Scan the material below for the string "returns", and copy every line where it shows up.
↓↓↓
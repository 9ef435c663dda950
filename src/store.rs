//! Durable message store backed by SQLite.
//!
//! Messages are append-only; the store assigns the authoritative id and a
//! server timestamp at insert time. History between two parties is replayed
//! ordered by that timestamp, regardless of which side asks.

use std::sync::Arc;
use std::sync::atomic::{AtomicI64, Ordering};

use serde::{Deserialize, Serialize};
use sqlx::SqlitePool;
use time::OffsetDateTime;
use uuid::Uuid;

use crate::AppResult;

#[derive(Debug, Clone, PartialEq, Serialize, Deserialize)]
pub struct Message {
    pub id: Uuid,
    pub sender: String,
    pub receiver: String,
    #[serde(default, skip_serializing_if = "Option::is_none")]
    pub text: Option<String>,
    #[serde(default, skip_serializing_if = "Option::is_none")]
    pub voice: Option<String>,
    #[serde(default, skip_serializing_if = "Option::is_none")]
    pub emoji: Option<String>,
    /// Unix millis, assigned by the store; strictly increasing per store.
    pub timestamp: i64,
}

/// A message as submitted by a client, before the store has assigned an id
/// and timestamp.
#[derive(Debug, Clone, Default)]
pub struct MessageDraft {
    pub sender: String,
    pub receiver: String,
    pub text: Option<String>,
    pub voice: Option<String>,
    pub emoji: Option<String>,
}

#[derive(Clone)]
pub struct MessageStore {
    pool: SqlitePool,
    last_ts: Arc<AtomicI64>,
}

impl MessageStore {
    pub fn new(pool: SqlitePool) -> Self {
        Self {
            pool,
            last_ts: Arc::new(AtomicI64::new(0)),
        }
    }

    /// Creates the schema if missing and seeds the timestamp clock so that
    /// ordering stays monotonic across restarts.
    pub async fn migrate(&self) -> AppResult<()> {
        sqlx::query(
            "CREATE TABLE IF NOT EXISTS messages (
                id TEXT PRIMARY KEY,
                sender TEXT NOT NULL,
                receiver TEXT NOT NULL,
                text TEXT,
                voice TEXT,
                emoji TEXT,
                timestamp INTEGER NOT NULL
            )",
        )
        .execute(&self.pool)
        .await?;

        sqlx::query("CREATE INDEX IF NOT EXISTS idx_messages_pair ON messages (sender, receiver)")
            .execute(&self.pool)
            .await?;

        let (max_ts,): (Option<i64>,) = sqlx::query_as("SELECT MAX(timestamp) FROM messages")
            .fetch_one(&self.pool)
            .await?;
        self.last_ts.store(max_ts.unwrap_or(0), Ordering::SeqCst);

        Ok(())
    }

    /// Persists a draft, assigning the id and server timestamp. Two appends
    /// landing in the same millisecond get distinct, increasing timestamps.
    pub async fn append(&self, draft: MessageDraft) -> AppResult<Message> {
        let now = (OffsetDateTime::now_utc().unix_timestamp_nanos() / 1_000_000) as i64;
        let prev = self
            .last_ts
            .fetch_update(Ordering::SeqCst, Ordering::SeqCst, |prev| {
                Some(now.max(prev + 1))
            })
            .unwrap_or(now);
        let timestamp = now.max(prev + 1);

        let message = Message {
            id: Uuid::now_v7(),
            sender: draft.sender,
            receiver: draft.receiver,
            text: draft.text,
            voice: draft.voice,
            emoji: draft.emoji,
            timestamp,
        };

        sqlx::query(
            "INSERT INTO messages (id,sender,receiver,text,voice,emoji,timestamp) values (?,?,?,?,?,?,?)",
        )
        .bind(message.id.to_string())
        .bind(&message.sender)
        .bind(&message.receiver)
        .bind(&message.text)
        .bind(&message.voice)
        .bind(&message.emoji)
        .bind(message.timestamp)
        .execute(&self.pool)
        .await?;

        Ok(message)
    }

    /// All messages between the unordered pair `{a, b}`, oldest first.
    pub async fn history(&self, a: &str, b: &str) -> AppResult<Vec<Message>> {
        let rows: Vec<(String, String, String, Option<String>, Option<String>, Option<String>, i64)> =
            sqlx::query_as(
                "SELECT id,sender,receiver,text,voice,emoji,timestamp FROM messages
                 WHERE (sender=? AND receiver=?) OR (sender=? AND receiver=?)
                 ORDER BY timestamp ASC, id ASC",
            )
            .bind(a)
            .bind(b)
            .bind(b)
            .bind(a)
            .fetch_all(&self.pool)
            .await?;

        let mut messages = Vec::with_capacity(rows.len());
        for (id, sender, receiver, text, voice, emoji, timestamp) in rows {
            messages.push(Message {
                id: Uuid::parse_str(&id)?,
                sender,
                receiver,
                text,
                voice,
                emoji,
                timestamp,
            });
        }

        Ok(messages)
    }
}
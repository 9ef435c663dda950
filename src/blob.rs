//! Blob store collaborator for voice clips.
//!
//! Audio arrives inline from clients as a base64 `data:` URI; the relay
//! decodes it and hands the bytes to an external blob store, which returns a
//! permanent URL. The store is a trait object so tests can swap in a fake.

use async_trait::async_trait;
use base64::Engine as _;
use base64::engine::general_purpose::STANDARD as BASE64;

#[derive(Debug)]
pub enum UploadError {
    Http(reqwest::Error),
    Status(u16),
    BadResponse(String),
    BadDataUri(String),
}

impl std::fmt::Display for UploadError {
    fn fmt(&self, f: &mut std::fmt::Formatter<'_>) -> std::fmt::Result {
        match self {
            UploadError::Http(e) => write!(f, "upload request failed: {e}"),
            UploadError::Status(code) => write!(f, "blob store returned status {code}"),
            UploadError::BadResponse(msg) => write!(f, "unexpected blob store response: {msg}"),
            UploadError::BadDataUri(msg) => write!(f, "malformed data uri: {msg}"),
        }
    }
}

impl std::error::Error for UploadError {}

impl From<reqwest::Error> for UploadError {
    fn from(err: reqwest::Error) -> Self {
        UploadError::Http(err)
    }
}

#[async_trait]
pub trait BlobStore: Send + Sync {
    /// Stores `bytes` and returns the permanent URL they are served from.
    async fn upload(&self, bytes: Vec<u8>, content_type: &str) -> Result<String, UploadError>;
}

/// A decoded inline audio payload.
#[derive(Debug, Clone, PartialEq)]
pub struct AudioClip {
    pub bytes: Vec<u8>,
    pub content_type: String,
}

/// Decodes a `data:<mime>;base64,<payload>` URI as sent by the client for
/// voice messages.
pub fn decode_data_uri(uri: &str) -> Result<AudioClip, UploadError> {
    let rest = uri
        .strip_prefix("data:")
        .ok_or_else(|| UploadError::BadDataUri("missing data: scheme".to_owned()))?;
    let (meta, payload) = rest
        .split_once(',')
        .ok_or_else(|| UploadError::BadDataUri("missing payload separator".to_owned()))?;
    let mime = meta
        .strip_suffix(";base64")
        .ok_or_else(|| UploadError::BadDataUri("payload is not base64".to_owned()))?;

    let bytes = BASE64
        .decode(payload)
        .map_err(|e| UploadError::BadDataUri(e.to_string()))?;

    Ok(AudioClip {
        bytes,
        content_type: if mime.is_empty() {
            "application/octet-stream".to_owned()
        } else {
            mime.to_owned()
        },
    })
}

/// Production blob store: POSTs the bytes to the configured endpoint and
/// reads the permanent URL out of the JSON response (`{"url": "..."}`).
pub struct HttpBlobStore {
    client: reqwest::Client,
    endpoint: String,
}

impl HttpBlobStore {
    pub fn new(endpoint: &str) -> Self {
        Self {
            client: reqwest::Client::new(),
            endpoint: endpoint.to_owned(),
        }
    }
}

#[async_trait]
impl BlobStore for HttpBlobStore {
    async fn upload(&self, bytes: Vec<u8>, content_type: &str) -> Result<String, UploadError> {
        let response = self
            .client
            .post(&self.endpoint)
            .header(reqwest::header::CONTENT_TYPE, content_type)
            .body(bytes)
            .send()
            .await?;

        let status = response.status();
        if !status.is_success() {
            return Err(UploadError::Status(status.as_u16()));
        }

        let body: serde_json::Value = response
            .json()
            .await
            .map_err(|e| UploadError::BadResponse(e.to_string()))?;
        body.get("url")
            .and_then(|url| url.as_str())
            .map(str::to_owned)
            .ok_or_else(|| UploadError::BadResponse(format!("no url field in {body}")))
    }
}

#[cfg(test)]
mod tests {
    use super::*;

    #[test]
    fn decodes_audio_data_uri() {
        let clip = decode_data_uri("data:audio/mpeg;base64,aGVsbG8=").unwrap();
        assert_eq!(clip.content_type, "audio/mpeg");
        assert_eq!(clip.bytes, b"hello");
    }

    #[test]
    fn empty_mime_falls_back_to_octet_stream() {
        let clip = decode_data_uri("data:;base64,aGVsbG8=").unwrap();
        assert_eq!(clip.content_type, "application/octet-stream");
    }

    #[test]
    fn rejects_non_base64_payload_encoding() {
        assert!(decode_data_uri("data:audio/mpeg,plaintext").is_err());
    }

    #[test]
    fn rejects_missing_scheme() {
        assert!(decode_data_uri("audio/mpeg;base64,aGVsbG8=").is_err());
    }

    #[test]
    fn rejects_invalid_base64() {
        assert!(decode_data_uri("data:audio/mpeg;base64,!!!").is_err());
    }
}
↑↑↑
Task solution>
//! decodes it and hands the bytes to an external blob store, which returns a
    /// Stores `bytes` and returns the permanent URL they are served from.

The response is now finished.